My earlier statement could be interpreted as claiming that God is not all powerful or all knowing. The point is that we couldn’t have all three. When God gave us free will he/she also surrendered some level of control. Saying God will protect us doesn’t mean we have carte blanche to do anything we want. There is some expectation of reasonable behavior.

“I’m upset that I’m labeled as a racist because I am proud of my faith and trust in Jesus Christ as my Lord and savior.”

This ladies and gentlemen is what we call a straw man. We set up an enemy so grotiesque and so ridiculous that we can’t help but defeat it. The problem is that it doesn’t exist. No one is claiming you are racist because you are a Christian. It’s a false choice. No one has asked me to denounce my faith or wear the scarlet R on my forehead.

A charge of racism sticks for one of two reasons. Either you have made statements or done things that other people have interpreted as racist or you support someone that has made racist statements and done things others interpet as racist. It really doesn’t matter how many black friends you may have either. It doesn’t matter how many black people you work with. It really is as simple as seen above.

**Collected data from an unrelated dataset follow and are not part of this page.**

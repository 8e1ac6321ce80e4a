//! Ink annotation data model
//!
//! Provides immutable strokes grouped per page. All coordinates are stored in
//! page-local coordinate space.
//!
//! The model only exposes queries. Every change flows through
//! [`ActionLog`](crate::history::ActionLog).

use kurbo::{BezPath, Point};
use std::collections::BTreeMap;
use std::sync::Arc;

/// Padding (in points) applied around the extent of a stroke's points.
pub const STROKE_BOUNDS_PADDING: f32 = 2.0;

/// Page-local coordinate
///
/// Units are PDF points (1/72 inch).
#[derive(Debug, Clone, Copy, PartialEq)]
pub struct PagePoint {
    pub x: f32,
    pub y: f32,
}

impl PagePoint {
    /// Create a new page coordinate
    pub fn new(x: f32, y: f32) -> Self {
        Self { x, y }
    }

    /// Calculate distance to another coordinate
    pub fn distance_to(&self, other: &PagePoint) -> f32 {
        let dx = self.x - other.x;
        let dy = self.y - other.y;
        (dx * dx + dy * dy).sqrt()
    }

    pub(crate) fn to_kurbo(self) -> Point {
        Point::new(self.x as f64, self.y as f64)
    }
}

impl From<(f32, f32)> for PagePoint {
    fn from((x, y): (f32, f32)) -> Self {
        Self::new(x, y)
    }
}

/// 32-bit ARGB color
#[derive(Debug, Clone, Copy, PartialEq, Eq, Hash)]
pub struct Color {
    pub r: u8,
    pub g: u8,
    pub b: u8,
    pub a: u8,
}

impl Color {
    /// Create a new color
    pub fn new(r: u8, g: u8, b: u8, a: u8) -> Self {
        Self { r, g, b, a }
    }

    /// Create an opaque color
    pub fn rgb(r: u8, g: u8, b: u8) -> Self {
        Self { r, g, b, a: 255 }
    }

    /// Unpack a packed `0xAARRGGBB` value
    pub fn from_argb(argb: u32) -> Self {
        Self {
            a: (argb >> 24) as u8,
            r: (argb >> 16) as u8,
            g: (argb >> 8) as u8,
            b: argb as u8,
        }
    }

    /// Pack into `0xAARRGGBB`
    pub fn to_argb(&self) -> u32 {
        (self.a as u32) << 24 | (self.r as u32) << 16 | (self.g as u32) << 8 | self.b as u32
    }

    /// Same color with the alpha channel forced to 255
    pub fn opaque(&self) -> Self {
        Self { a: 255, ..*self }
    }

    /// Format as `#RRGGBB`. Alpha is dropped.
    pub fn to_hex(&self) -> String {
        format!("#{:02X}{:02X}{:02X}", self.r, self.g, self.b)
    }

    /// Parse `#RRGGBB` or `#RGB` (the leading `#` is optional).
    ///
    /// The result is always opaque.
    pub fn from_hex(hex: &str) -> Option<Self> {
        let hex = hex.trim();
        let hex = hex.strip_prefix('#').unwrap_or(hex);
        if !hex.is_ascii() {
            return None;
        }

        let channel = |s: &str| u8::from_str_radix(s, 16).ok();
        match hex.len() {
            6 => Some(Self::rgb(
                channel(&hex[0..2])?,
                channel(&hex[2..4])?,
                channel(&hex[4..6])?,
            )),
            3 => {
                let short = |s: &str| channel(s).map(|v| v * 17);
                Some(Self::rgb(short(&hex[0..1])?, short(&hex[1..2])?, short(&hex[2..3])?))
            }
            _ => None,
        }
    }
}

/// Common ink colors
impl Color {
    pub const BLACK: Color = Color { r: 0, g: 0, b: 0, a: 255 };
    pub const WHITE: Color = Color { r: 255, g: 255, b: 255, a: 255 };
    pub const RED: Color = Color { r: 0xF4, g: 0x43, b: 0x36, a: 255 };
    pub const BLUE: Color = Color { r: 0x21, g: 0x96, b: 0xF3, a: 255 };
}

/// Visual rendering style of a stroke
#[derive(Debug, Clone, Copy, PartialEq, Eq, Hash, Default)]
pub enum BrushKind {
    /// Pressure-sensitive pen
    #[default]
    PressurePen,
    /// Uniform-width marker
    Marker,
    /// Translucent highlighter
    Highlighter,
    /// Dashed line
    DashedLine,
}

impl BrushKind {
    pub const ALL: [BrushKind; 4] =
        [BrushKind::PressurePen, BrushKind::Marker, BrushKind::Highlighter, BrushKind::DashedLine];

    /// Human-readable name, used as the XFDF `subject`
    pub fn subject(&self) -> &'static str {
        match self {
            BrushKind::PressurePen => "Pressure Pen",
            BrushKind::Marker => "Marker",
            BrushKind::Highlighter => "Highlighter",
            BrushKind::DashedLine => "Dashed Line",
        }
    }

    /// Exact inverse of [`subject`](Self::subject)
    pub fn from_subject(subject: &str) -> Option<Self> {
        Self::ALL.into_iter().find(|kind| kind.subject() == subject)
    }

    /// Rendering opacity implied by the brush
    pub fn opacity(&self) -> f32 {
        match self {
            BrushKind::Highlighter => 0.5,
            _ => 1.0,
        }
    }

    /// Best guess for strokes that only carry an opacity
    pub fn from_opacity(opacity: f32) -> Self {
        if opacity < 0.8 {
            BrushKind::Highlighter
        } else {
            BrushKind::PressurePen
        }
    }

    /// Integer code used by the legacy JSON store
    pub fn index(&self) -> i64 {
        match self {
            BrushKind::PressurePen => 0,
            BrushKind::Marker => 1,
            BrushKind::Highlighter => 2,
            BrushKind::DashedLine => 3,
        }
    }

    /// Decode a legacy integer code; unknown codes fall back to the pen
    pub fn from_index(index: i64) -> Self {
        match index {
            1 => BrushKind::Marker,
            2 => BrushKind::Highlighter,
            3 => BrushKind::DashedLine,
            _ => BrushKind::PressurePen,
        }
    }
}

/// Axis-aligned rectangle in page coordinates
#[derive(Debug, Clone, Copy, PartialEq)]
pub struct Bounds {
    pub min_x: f32,
    pub min_y: f32,
    pub max_x: f32,
    pub max_y: f32,
}

impl Bounds {
    /// Smallest rectangle containing every point, `None` when empty
    pub fn from_points(points: &[PagePoint]) -> Option<Self> {
        let first = points.first()?;
        let mut bounds = Self { min_x: first.x, min_y: first.y, max_x: first.x, max_y: first.y };
        for point in points.iter().skip(1) {
            bounds.min_x = bounds.min_x.min(point.x);
            bounds.min_y = bounds.min_y.min(point.y);
            bounds.max_x = bounds.max_x.max(point.x);
            bounds.max_y = bounds.max_y.max(point.y);
        }
        Some(bounds)
    }

    /// Grow the rectangle by `amount` on every side
    pub fn expand(&self, amount: f32) -> Self {
        Self {
            min_x: self.min_x - amount,
            min_y: self.min_y - amount,
            max_x: self.max_x + amount,
            max_y: self.max_y + amount,
        }
    }

    pub fn contains(&self, point: &PagePoint) -> bool {
        point.x >= self.min_x
            && point.x <= self.max_x
            && point.y >= self.min_y
            && point.y <= self.max_y
    }

    pub fn intersects(&self, other: &Bounds) -> bool {
        self.min_x <= other.max_x
            && other.min_x <= self.max_x
            && self.min_y <= other.max_y
            && other.min_y <= self.max_y
    }

    pub fn width(&self) -> f32 {
        self.max_x - self.min_x
    }

    pub fn height(&self) -> f32 {
        self.max_y - self.min_y
    }
}

/// One continuous freehand ink path
///
/// Strokes are immutable once built. A stroke always has at least two points.
/// Strokes captured live carry a smoothed vector curve; strokes decoded from
/// storage are raw polylines.
#[derive(Debug, Clone)]
pub struct Stroke {
    /// Page index this stroke belongs to (0-based)
    page_index: u32,

    color: Color,

    /// Stroke width in points
    width: f32,

    brush: BrushKind,

    points: Vec<PagePoint>,

    /// Vector outline used for exact eraser intersection
    curve: Option<Arc<BezPath>>,
}

// The curve is derived from the points and does not take part in equality.
impl PartialEq for Stroke {
    fn eq(&self, other: &Self) -> bool {
        self.page_index == other.page_index
            && self.color == other.color
            && self.width == other.width
            && self.brush == other.brush
            && self.points == other.points
    }
}

impl Stroke {
    /// Build a polyline stroke from raw points
    ///
    /// The input is copied. Returns `None` for fewer than two points.
    pub fn new(
        page_index: u32,
        color: Color,
        width: f32,
        brush: BrushKind,
        points: &[PagePoint],
    ) -> Option<Self> {
        if points.len() < 2 {
            return None;
        }

        Some(Self { page_index, color, width, brush, points: points.to_vec(), curve: None })
    }

    /// Build a stroke with a smoothed vector curve through the points
    pub fn smoothed(
        page_index: u32,
        color: Color,
        width: f32,
        brush: BrushKind,
        points: &[PagePoint],
    ) -> Option<Self> {
        let mut stroke = Self::new(page_index, color, width, brush, points)?;
        stroke.curve = Some(Arc::new(smooth_curve(&stroke.points)));
        Some(stroke)
    }

    pub fn page_index(&self) -> u32 {
        self.page_index
    }

    pub fn color(&self) -> Color {
        self.color
    }

    pub fn width(&self) -> f32 {
        self.width
    }

    pub fn brush(&self) -> BrushKind {
        self.brush
    }

    pub fn points(&self) -> &[PagePoint] {
        &self.points
    }

    /// Vector curve, if this stroke has one
    pub fn curve(&self) -> Option<&BezPath> {
        self.curve.as_deref()
    }

    /// Bounding box of the points, padded by [`STROKE_BOUNDS_PADDING`]
    ///
    /// Recomputed on every call.
    pub fn bounds(&self) -> Bounds {
        Bounds::from_points(&self.points)
            .unwrap_or(Bounds { min_x: 0.0, min_y: 0.0, max_x: 0.0, max_y: 0.0 })
            .expand(STROKE_BOUNDS_PADDING)
    }
}

/// Quadratic smoothing through the midpoints of consecutive points
fn smooth_curve(points: &[PagePoint]) -> BezPath {
    let mut path = BezPath::new();
    let Some((first, rest)) = points.split_first() else {
        return path;
    };

    path.move_to(first.to_kurbo());
    if rest.len() == 1 {
        path.line_to(rest[0].to_kurbo());
        return path;
    }

    for pair in rest.windows(2) {
        let control = pair[0].to_kurbo();
        path.quad_to(control, control.midpoint(pair[1].to_kurbo()));
    }
    if let Some(last) = rest.last() {
        path.line_to(last.to_kurbo());
    }
    path
}

/// Strokes of one document, grouped per page
///
/// Order within a page is paint order. Pages without strokes are never
/// stored.
#[derive(Debug, Clone, Default, PartialEq)]
pub struct PageAnnotations {
    pages: BTreeMap<u32, Vec<Stroke>>,
}

impl PageAnnotations {
    /// Create an empty collection
    pub fn new() -> Self {
        Self::default()
    }

    /// Group strokes by their page, keeping their relative order
    pub fn from_strokes(strokes: impl IntoIterator<Item = Stroke>) -> Self {
        let mut annotations = Self::new();
        for stroke in strokes {
            annotations.push(stroke);
        }
        annotations
    }

    /// Strokes on a page in paint order (empty slice for unknown pages)
    pub fn strokes_on_page(&self, page_index: u32) -> &[Stroke] {
        self.pages.get(&page_index).map(Vec::as_slice).unwrap_or(&[])
    }

    pub fn has_any_strokes(&self) -> bool {
        !self.pages.is_empty()
    }

    /// Pages holding at least one stroke, ascending
    pub fn all_pages(&self) -> impl Iterator<Item = u32> + '_ {
        self.pages.keys().copied()
    }

    /// Total number of strokes across all pages
    pub fn stroke_count(&self) -> usize {
        self.pages.values().map(Vec::len).sum()
    }

    /// Iterate pages with their strokes, ascending by page
    pub fn iter(&self) -> impl Iterator<Item = (u32, &[Stroke])> + '_ {
        self.pages.iter().map(|(page, strokes)| (*page, strokes.as_slice()))
    }

    /// Every stroke, ascending by page then paint order
    pub fn strokes(&self) -> impl Iterator<Item = &Stroke> + '_ {
        self.pages.values().flatten()
    }

    pub(crate) fn push(&mut self, stroke: Stroke) {
        self.pages.entry(stroke.page_index).or_default().push(stroke);
    }

    pub(crate) fn insert(&mut self, index: usize, stroke: Stroke) {
        let strokes = self.pages.entry(stroke.page_index).or_default();
        let index = index.min(strokes.len());
        strokes.insert(index, stroke);
    }

    pub(crate) fn remove_at(&mut self, page_index: u32, index: usize) -> Option<Stroke> {
        let strokes = self.pages.get_mut(&page_index)?;
        if index >= strokes.len() {
            return None;
        }
        let stroke = strokes.remove(index);
        if strokes.is_empty() {
            self.pages.remove(&page_index);
        }
        Some(stroke)
    }

    /// Remove the most recent stroke equal to `stroke`
    pub(crate) fn remove_last_equal(&mut self, stroke: &Stroke) -> Option<usize> {
        let index = self.strokes_on_page(stroke.page_index).iter().rposition(|s| s == stroke)?;
        self.remove_at(stroke.page_index, index);
        Some(index)
    }
}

Granted, I have been called a racist myself. It’s no fun and I had to defend myself against the charge. I also had to reflect about what had happened and why those that accused me thought that. It was an opportunity to grow even if the accusation was incorrect and damaging to my reputation.

These three quotes demonstrate a few things. First, if I am going to be Christ -like then I cannot attach qualifiers to the people I offer help to. As a human, I will never be able to help everyone that needs it or those that I should, but my help can’t be qualified by a litmus test on whether they deserve it. How hard does someone have to work? How do I decide who is deserving?

The poster also included some anti-government rhetoric in terms of help. No hand outs. It is certainly fair to question how we can best help people. It’s certainly fair to wonder whether a certain program best addresses a need. However, the sentiment went beyond that. It said “I help people that deserve my help.” That’s not the attitude that Jesus taught us.

Secondly, God does not provide us with an invisible shied to the virus. There have been numerous examples of outbreaks at churches and other gatherings. Being for God doesn’t mean being against science. It doesn’t mean we can ignore common sense practices that would help curtail the spread of the virus.

The final part on racism is tough. There are ties certainly between racism and evangelical and even Catholic churches. We can go into that at another time. Those that deny white privaledge and systemic racism assert what that writer asserted. Nothing was given to me. I had to work hard for what I got. I earned it. There is certainly a lot of truth to that. I did work hard. I mostly did the right thing. I also was lucky in many respects. There is no shame in admitting that. Some of that was specific to my upbringing, but part of it is a byproduct of who I am and what I look like. It doesn’t mean it was overtly because I am white, but it certainly didn’t hurt.

The flip side is that others have disadvantages they have to overcome. It may not be 100 percent based on what they look like, but it is there. Accepting the existence of it doesn’t mean that we accept it or condone it. However, we need to check our assumptions. If we see someone struggling do we assume it is because they don’t work hard or want things handed to them? This is usually when we ask what Jesus would do. Was his help conditioned? Did he deny help because someone didn’t deserve it.